Department of Psychiatry and Behavioral Sciences, Memorial Sloan-Kettering Cancer Center, 641 Lexington Avenue, 7th Floor, New York, NY, 10022, USA,
J Cancer Surviv. 2013 Dec;7(4):535-43. doi: 10.1007/s11764-013-0291-9. Epub 2013 Jun 22.
Due to their heightened risk of developing late-occurring adverse outcomes, pediatric cancer survivors are advised to receive follow-up care in specialized Survivor Clinics. However, little is known about the impact of attending such clinics on psychosocial adjustment, knowledge, and morbidity. This study assesses the differences between those who attended a Survivorship Clinic and those who did not on knowledge, perception of risk, and psychosocial adjustment.
We assessed 102 survivors who attended our Long-Term Follow-Up (LTFU) Clinic and 71 survivors never seen in a specialized clinic (non-LTFU). Participants were diagnosed at least 5 years prior to the assessment, were at least 20 years old, and had no evidence of active disease. Groups were matched on gender, age at cancer diagnosis, diagnosis, and race.
On average, participants were currently 30 years of age and had been diagnosed with cancer around age 12. Most common reasons that non-LTFU survivors did not attend the clinic were "not aware" (71 %) or "not interested" (16 %). Survivors in each group were able to accurately report their cancer diagnosis, but few knew specific treatment information. There were no significant differences regarding survivors' perceptions of risk of future health problems with both groups similarly underestimating their risks. A significant minority in each group reported psychological or emotional problems (16-18 %), post-traumatic stress disorder (4.2-6.9 %), and/or psychological distress (7.8-19.7 %).
Survivors are in need of continued education about their specific cancer treatments, recommended follow-up practices, the importance of survivorship care, and their specific risks for late effects.

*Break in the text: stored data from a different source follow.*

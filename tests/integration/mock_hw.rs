//! Mock adapters for integration tests.
//!
//! Records every relay write, SMS and modem frame so tests can assert on
//! the full command history without touching real GPIO or UART registers.

use std::cell::Cell;
use std::collections::VecDeque;

use embedded_hal::delay::DelayNs;
use smarthelmet::alert::location::LocationSnippet;
use smarthelmet::app::events::AppEvent;
use smarthelmet::app::ports::{AlertPort, ClockPort, EventSink, RelayPort, SensorPort};
use smarthelmet::error::{ActuatorError, SensorError};
use smarthelmet::safety::RelayState;
use smarthelmet::transport::SerialTransport;

// ── MockHardware ──────────────────────────────────────────────

/// Scripted sensor plus a recording relay.
///
/// `None` in the script is a failed ADC read. Once the script runs out
/// the last value repeats.
pub struct MockHardware {
    readings: VecDeque<Option<u16>>,
    last: Option<u16>,
    relay: RelayState,
    pub relay_calls: Vec<RelayState>,
    pub fail_relay: bool,
}

#[allow(dead_code)]
impl MockHardware {
    pub fn new(readings: &[u16]) -> Self {
        Self::scripted(readings.iter().copied().map(Some).collect())
    }

    pub fn scripted(readings: Vec<Option<u16>>) -> Self {
        Self {
            readings: readings.into(),
            last: Some(0),
            relay: RelayState::Disengaged,
            relay_calls: Vec::new(),
            fail_relay: false,
        }
    }

    pub fn last_relay_call(&self) -> Option<RelayState> {
        self.relay_calls.last().copied()
    }
}

impl SensorPort for MockHardware {
    fn read_alcohol(&mut self) -> Result<u16, SensorError> {
        if let Some(next) = self.readings.pop_front() {
            self.last = next;
        }
        self.last.ok_or(SensorError::AdcReadFailed)
    }
}

impl RelayPort for MockHardware {
    fn set_relay(&mut self, state: RelayState) -> Result<(), ActuatorError> {
        self.relay_calls.push(state);
        if self.fail_relay {
            return Err(ActuatorError::GpioWriteFailed);
        }
        self.relay = state;
        Ok(())
    }

    fn relay(&self) -> RelayState {
        self.relay
    }
}

// ── MockAlerts ────────────────────────────────────────────────

/// Alert port that returns a fixed location and records SMS bodies.
pub struct MockAlerts {
    pub location: LocationSnippet,
    pub locate_calls: usize,
    pub sent: Vec<String>,
}

#[allow(dead_code)]
impl MockAlerts {
    pub fn new() -> Self {
        Self::with_location(LocationSnippet::NoData)
    }

    pub fn with_location(location: LocationSnippet) -> Self {
        Self {
            location,
            locate_calls: 0,
            sent: Vec::new(),
        }
    }

    /// SMS bodies other than the boot notice.
    pub fn alerts(&self) -> Vec<&String> {
        self.sent
            .iter()
            .filter(|s| s.starts_with(smarthelmet::app::service::ALERT_PREFIX))
            .collect()
    }
}

impl Default for MockAlerts {
    fn default() -> Self {
        Self::new()
    }
}

impl AlertPort for MockAlerts {
    fn locate(&mut self) -> LocationSnippet {
        self.locate_calls += 1;
        self.location.clone()
    }

    fn send_sms(&mut self, body: &str) {
        self.sent.push(body.to_string());
    }
}

// ── MockSerial ────────────────────────────────────────────────

/// Serial link that records every write and replays scripted reads.
///
/// `backlog` is what the driver already buffered before anyone looked;
/// `clear_rx` discards it. Each queued `rx` chunk arrives later and is
/// returned by one `read` call. An empty link reads as idle.
pub struct MockSerial {
    backlog: VecDeque<u8>,
    rx: VecDeque<Vec<u8>>,
    pub writes: Vec<Vec<u8>>,
    pub flushes: usize,
    pub clears: usize,
    pub fail_writes: bool,
}

#[allow(dead_code)]
impl MockSerial {
    pub fn new() -> Self {
        Self {
            backlog: VecDeque::new(),
            rx: VecDeque::new(),
            writes: Vec::new(),
            flushes: 0,
            clears: 0,
            fail_writes: false,
        }
    }

    pub fn with_rx(chunks: &[&[u8]]) -> Self {
        let mut s = Self::new();
        for c in chunks {
            s.push_rx(c);
        }
        s
    }

    /// Bytes sitting in the driver ring before the next drain.
    pub fn with_backlog(mut self, bytes: &[u8]) -> Self {
        self.backlog.extend(bytes);
        self
    }

    pub fn push_rx(&mut self, chunk: &[u8]) {
        self.rx.push_back(chunk.to_vec());
    }

    /// Everything written so far, concatenated.
    pub fn tx_bytes(&self) -> Vec<u8> {
        self.writes.concat()
    }

    pub fn rx_remaining(&self) -> usize {
        self.backlog.len() + self.rx.len()
    }
}

impl Default for MockSerial {
    fn default() -> Self {
        Self::new()
    }
}

impl SerialTransport for MockSerial {
    type Error = &'static str;

    fn read(&mut self, buf: &mut [u8]) -> Result<usize, Self::Error> {
        if !self.backlog.is_empty() {
            let n = buf.len().min(self.backlog.len());
            for (slot, byte) in buf.iter_mut().zip(self.backlog.drain(..n)) {
                *slot = byte;
            }
            return Ok(n);
        }
        let Some(mut chunk) = self.rx.pop_front() else {
            return Ok(0);
        };
        let n = chunk.len().min(buf.len());
        buf[..n].copy_from_slice(&chunk[..n]);
        if n < chunk.len() {
            self.rx.push_front(chunk.split_off(n));
        }
        Ok(n)
    }

    fn write(&mut self, data: &[u8]) -> Result<usize, Self::Error> {
        if self.fail_writes {
            return Err("link down");
        }
        self.writes.push(data.to_vec());
        Ok(data.len())
    }

    fn flush(&mut self) -> Result<(), Self::Error> {
        self.flushes += 1;
        Ok(())
    }

    fn clear_rx(&mut self) -> Result<(), Self::Error> {
        self.clears += 1;
        self.backlog.clear();
        Ok(())
    }
}

// ── MockClock ─────────────────────────────────────────────────

/// Virtual clock: delays advance time instantly and are recorded.
///
/// `tick_ms` is added on every uptime query so busy loops still make
/// progress.
pub struct MockClock {
    now_ms: Cell<u64>,
    pub tick_ms: u64,
    pub pauses_ms: Vec<u32>,
}

#[allow(dead_code)]
impl MockClock {
    pub fn new() -> Self {
        Self {
            now_ms: Cell::new(0),
            tick_ms: 1,
            pauses_ms: Vec::new(),
        }
    }

    pub fn now(&self) -> u64 {
        self.now_ms.get()
    }

    /// Pauses of at least `min_ms`, i.e. modem pauses rather than GPS
    /// idle polls.
    pub fn long_pauses(&self, min_ms: u32) -> Vec<u32> {
        self.pauses_ms.iter().copied().filter(|&p| p >= min_ms).collect()
    }
}

impl Default for MockClock {
    fn default() -> Self {
        Self::new()
    }
}

impl DelayNs for MockClock {
    fn delay_ns(&mut self, ns: u32) {
        self.now_ms.set(self.now_ms.get() + u64::from(ns / 1_000_000));
    }

    fn delay_ms(&mut self, ms: u32) {
        self.pauses_ms.push(ms);
        self.now_ms.set(self.now_ms.get() + u64::from(ms));
    }
}

impl ClockPort for MockClock {
    fn uptime_ms(&self) -> u64 {
        let now = self.now_ms.get();
        self.now_ms.set(now + self.tick_ms);
        now
    }
}

// ── RecordingSink ─────────────────────────────────────────────

pub struct RecordingSink {
    pub events: Vec<AppEvent>,
}

#[allow(dead_code)]
impl RecordingSink {
    pub fn new() -> Self {
        Self { events: Vec::new() }
    }

    pub fn count(&self, pred: impl Fn(&AppEvent) -> bool) -> usize {
        self.events.iter().filter(|e| pred(e)).count()
    }
}

impl Default for RecordingSink {
    fn default() -> Self {
        Self::new()
    }
}

impl EventSink for RecordingSink {
    fn emit(&mut self, event: &AppEvent) {
        self.events.push(event.clone());
    }
}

Among those childhood cancer survivors who do attend a Survivor clinic, a majority are in need of continued education about their specific cancer treatments, recommended follow-up practices, and risk of late effects. As many survivors of pediatric cancer appear to be unaware of the existence of Survivor clinics, improved methods of transitioning survivors after completion of treatment are needed.
由于儿科癌症幸存者发生晚期不良后果的风险较高,建议他们在专门的生存者诊所接受后续护理。然而,对于参加此类诊所对心理社会适应、知识和发病率的影响知之甚少。本研究评估了参加生存者诊所和未参加专门诊所的患者在知识、风险认知和心理社会适应方面的差异。
我们评估了 102 名参加我们的长期随访 (LTFU) 诊所的幸存者和 71 名从未在专门诊所就诊的幸存者 (非 LTFU)。参与者在评估前至少 5 年被诊断出患有癌症,年龄至少 20 岁,且无活动性疾病的证据。两组在性别、癌症诊断时的年龄、诊断和种族上相匹配。
平均而言,参与者目前的年龄为 30 岁,诊断出癌症的年龄约为 12 岁。非 LTFU 幸存者不参加诊所的主要原因是“不知道”(71%)或“不感兴趣”(16%)。每组幸存者都能够准确报告自己的癌症诊断,但很少有人知道具体的治疗信息。两组幸存者对未来健康问题的风险认知没有显著差异,两组都低估了自己的风险。少数幸存者报告了心理或情绪问题(16-18%)、创伤后应激障碍(4.2-6.9%)和/或心理困扰(7.8-19.7%)。
幸存者需要继续接受有关其特定癌症治疗、推荐的随访实践、生存者护理的重要性以及他们特定晚期效应风险的教育。
在那些确实参加生存者诊所的儿童癌症幸存者中,大多数人需要继续接受有关其特定癌症治疗、推荐的随访实践和晚期效应风险的教育。由于许多儿科癌症幸存者似乎不知道生存者诊所的存在,因此需要改进治疗完成后过渡幸存者的方法。